THE TASK →
In the listing below, locate the lines that hold the string "Generate". Copy those lines.
─── DATA TO PROCESS
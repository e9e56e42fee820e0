//! Deterministic random number generator
//!
//! A xorshift64 generator: its full internal state is a single `u64`, so a
//! `SimulationSnapshot` captures it exactly and a restored engine continues
//! the same sequence on every platform.

use serde::{Deserialize, Serialize};

/// Seeded deterministic random source handed to simulation update functions
///
/// Never reach for thread-local or OS randomness inside an update function;
/// anything not drawn from this generator breaks replay.
#[derive(Debug, Clone, PartialEq, Eq, Serialize, Deserialize)]
pub struct DeterministicRng {
    state: u64,
}

impl DeterministicRng {
    /// Create a new RNG from an integer seed
    pub fn new(seed: u64) -> Self {
        Self::from_state(seed)
    }

    /// Rebuild an RNG from a previously captured state
    pub fn from_state(state: u64) -> Self {
        // xorshift never leaves the zero state
        let state = if state == 0 { 1 } else { state };
        Self { state }
    }

    /// The complete internal state
    pub fn state(&self) -> u64 {
        self.state
    }

    /// Generate the next raw u64 value
    pub fn next_u64(&mut self) -> u64 {
        let mut x = self.state;
        x ^= x << 13;
        x ^= x >> 7;
        x ^= x << 17;
        self.state = x;
        x
    }

    /// Generate a random u32 from the high bits
    pub fn next_u32(&mut self) -> u32 {
        (self.next_u64() >> 32) as u32
    }

    /// Generate a random f64 in range [0, 1)
    pub fn next_f64(&mut self) -> f64 {
        // 53 high bits map exactly onto the f64 mantissa
        (self.next_u64() >> 11) as f64 / (1u64 << 53) as f64
    }

    /// Generate a random f64 in range [min, max)
    pub fn range_f64(&mut self, min: f64, max: f64) -> f64 {
        min + self.next_f64() * (max - min)
    }

    /// Generate a random i64 in range [min, max]
    pub fn range_i64(&mut self, min: i64, max: i64) -> i64 {
        if max <= min {
            return min;
        }
        let span = (max.wrapping_sub(min) as u64).wrapping_add(1);
        if span == 0 {
            // full i64 range
            return self.next_u64() as i64;
        }
        min.wrapping_add((self.next_u64() % span) as i64)
    }

    /// Generate a random bool with given probability of true
    pub fn chance(&mut self, probability: f64) -> bool {
        self.next_f64() < probability
    }
}

impl Default for DeterministicRng {
    fn default() -> Self {
        Self::new(12345)
    }
}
──────
YOUR SOLUTION →
    /// Generate the next raw u64 value
    /// Generate a random u32 from the high bits
    /// Generate a random f64 in range [0, 1)
    /// Generate a random f64 in range [min, max)
    /// Generate a random i64 in range [min, max]
    /// Generate a random bool with given probability of true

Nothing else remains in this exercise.